Merdeka Special: London Calling
 

 Small Medium Business Monthly Newsletter - SME Vision

 
  • Nov
    30
    20
    10

    Merdeka Special: London Calling

    System Account
    07:51 AM

    Merdeka Special: London Calling
    By Marcus Gomez (www.marcusgomez.com).
    Not many people know it took Malaya’s first Prime Minister Tunku Abdul Rahman three years’ worth of negotiations before the British Commonwealth was convinced that Malaya was ready for independence in 1957. We wonder, how different would it be had today’s communications technologies been available then?

    MERDEKA! MERDEKA! MERDEKA!

    Most Malaysians would be familiar with Tunku Abdul Rahman’s triumphant cry from the podium of Dataran Merdeka in 1957. Yet not many from the current generation realize just what the Tunku and his collaborators had to go through to gain the British’s agreement to grant Malaya independence.

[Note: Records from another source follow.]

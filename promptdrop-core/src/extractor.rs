// Copyright (c) Zefchain Labs, Inc.
// SPDX-License-Identifier: Apache-2.0

//! Extraction of the image URL and the human-readable prompt from a token descriptor.

use regex::Regex;
use serde::{Deserialize, Serialize};

use crate::descriptor::{TagLabelSet, TagLabels};

/// The display fields derived from a descriptor.
#[derive(Clone, Debug, Default, PartialEq, Eq, Serialize, Deserialize)]
#[serde(rename_all = "camelCase")]
pub struct ExtractedContent {
    pub image_url: Option<String>,
    pub clean_prompt: String,
}

/// A textual pattern locating an image URL in a descriptor.
#[derive(Clone, Copy, Debug, PartialEq, Eq)]
pub enum ImagePattern {
    /// `[image URL: https://…]`
    TaggedImageUrl,
    /// `image URL: https://…` outside of brackets.
    LabeledImageUrl,
    /// Any HTTP(S) URL ending in a known image file extension.
    ImageFileUrl,
    /// Any HTTP(S) URL.
    AnyUrl,
}

/// The predefined image pattern lists, most specific pattern first.
#[derive(
    Clone, Copy, Debug, Default, PartialEq, Eq, Serialize, Deserialize, clap::ValueEnum,
)]
#[serde(rename_all = "kebab-case")]
pub enum PatternSet {
    /// Every pattern.
    #[default]
    Full,
    /// Only bracketed image tags.
    Tagged,
    /// Bracketed image tags, then any URL.
    TaggedOrAny,
}

impl PatternSet {
    pub fn patterns(self) -> &'static [ImagePattern] {
        use ImagePattern::*;
        match self {
            PatternSet::Full => &[TaggedImageUrl, LabeledImageUrl, ImageFileUrl, AnyUrl],
            PatternSet::Tagged => &[TaggedImageUrl],
            PatternSet::TaggedOrAny => &[TaggedImageUrl, AnyUrl],
        }
    }
}

const IMAGE_FILE_URL: &str = r"(?i)(https?://[^\s\]]+\.(?:png|jpg|jpeg|gif|webp))";
const ANY_URL: &str = r"(https?://[^\s\]]+)";

/// Derives [`ExtractedContent`] from descriptors.
///
/// Extraction is a pure function of the descriptor: no I/O and no failure mode. Text
/// without tags degrades to no image URL and the whole trimmed text as the prompt.
#[derive(Clone, Debug)]
pub struct ContentExtractor {
    image_patterns: Vec<Regex>,
    tag_patterns: Vec<Regex>,
}

impl Default for ContentExtractor {
    fn default() -> Self {
        Self::new(PatternSet::Full.patterns(), &TagLabelSet::All.labels())
    }
}

impl ContentExtractor {
    /// Creates an extractor trying `patterns` in order, for every set of `labels`.
    pub fn new(patterns: &[ImagePattern], labels: &[TagLabels]) -> Self {
        let mut image_patterns = Vec::new();
        for pattern in patterns {
            match pattern {
                ImagePattern::TaggedImageUrl => {
                    for labels in labels {
                        let label = regex::escape(labels.image_url);
                        image_patterns.push(compile(&format!(r"\[{label}:\s*(https?://[^\]]+)\]")));
                    }
                }
                ImagePattern::LabeledImageUrl => {
                    for labels in labels {
                        let label = regex::escape(labels.image_url);
                        image_patterns.push(compile(&format!(r"{label}[:\s]+(https?://[^\s\]]+)")));
                    }
                }
                ImagePattern::ImageFileUrl => image_patterns.push(compile(IMAGE_FILE_URL)),
                ImagePattern::AnyUrl => image_patterns.push(compile(ANY_URL)),
            }
        }

        let mut tag_patterns = Vec::new();
        for labels in labels {
            for label in labels.all() {
                let label = regex::escape(label);
                tag_patterns.push(compile(&format!(r"\[{label}:.*?\]")));
            }
            let label = regex::escape(labels.image_url);
            tag_patterns.push(compile(&format!(r"{label}[:\s]+https?://[^\s\]]+")));
        }

        Self {
            image_patterns,
            tag_patterns,
        }
    }

    pub fn extract(&self, descriptor: &str) -> ExtractedContent {
        ExtractedContent {
            image_url: self.image_url(descriptor),
            clean_prompt: self.clean_prompt(descriptor),
        }
    }

    /// Returns the URL captured by the first matching pattern.
    pub fn image_url(&self, descriptor: &str) -> Option<String> {
        self.image_patterns.iter().find_map(|pattern| {
            let captures = pattern.captures(descriptor)?;
            Some(captures.get(1)?.as_str().trim_end().to_string())
        })
    }

    /// Removes every known tag, then surrounding whitespace.
    pub fn clean_prompt(&self, descriptor: &str) -> String {
        let mut text = descriptor.to_string();
        // Removing a tag can join the pieces of another one.
        loop {
            let mut changed = false;
            for pattern in &self.tag_patterns {
                let stripped = pattern.replace_all(&text, "").into_owned();
                if stripped != text {
                    text = stripped;
                    changed = true;
                }
            }
            if !changed {
                break;
            }
        }
        text.trim().to_string()
    }
}

fn compile(pattern: &str) -> Regex {
    Regex::new(pattern).expect("tag labels are escaped, so patterns are valid")
}

#[cfg(test)]
#[path = "unit_tests/extractor.rs"]
mod tests;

    Think about it for a moment: the most modern form of communication back then was the telephone, and it could take up to an hour just to establish a connection from Kuala Lumpur to London. Fax machines were non-existent, let alone email. Documents took days or even weeks to go back-and-forth between two cities, even by special delivery mail.

    In short, international negotiations in the 1950s were a logistical and communications nightmare.

    A futuristic past

    Now, let us imagine for a moment that Tunku Abdul Rahman and other Alliance Party leaders had access to email and instant messaging then. With a communications suite like Windows Live Essentials, might the Tunku along with Tun Tan Cheng Lock and Tun V.T. Sambanthan have more time to spend with the rakyat in the run-up to the 1955 federal general elections? Who knows, the Alliance might have won all fifty-two seats that were contested instead of just fifty-one!

    Imagine also the Tunku and his delegation hammering out the details of the Federal Constitution with British policymakers via a live video conferencing link between Kuala Lumpur and London, the way the European Commission does these days across Europe. Imagine them securely collaborating on Malaysian Acts and Codes on a Sharepoint server from their offices in London and KL while leveraging the power of Microsoft Office Live Meeting features like polling and interactive white boards.

    If all this had been possible, might not the Tunku’s negotiations with the British Commonwealth have concluded sooner rather than later? If Malaysia had then what it has now, perhaps we might have had an entirely different history.

    A historical future

    Let us hypothesize further. It is probably safe to assume that given today’s collaborative technologies, the Lancaster House Independence Treaty of 8 February 1956 might have been signed much sooner, and the Tunku’s inspiring Merdeka speech of 31 August 1957 would have been delivered earlier. Indeed, everything might have moved faster in post-colonial Malaya if it had the benefit of modern communication tools: the formation of Malaysia with Sabah and Sarawak, the country’s industrial revolution, the shift to the information age.

    Beyond these conjectures, however, it is impossible to guess what effects such modern communications technologies might have had on the world back then.

    What we do know is that collaborative technologies give organizations a competitive edge in today’s global economy, and that even small businesses have found significant cost savings and productivity benefits in these tools.

    Might these technologies have had the same effect on governments and international negotiations back in the 1950s?

    Only the Tunku would have known the answer to that question.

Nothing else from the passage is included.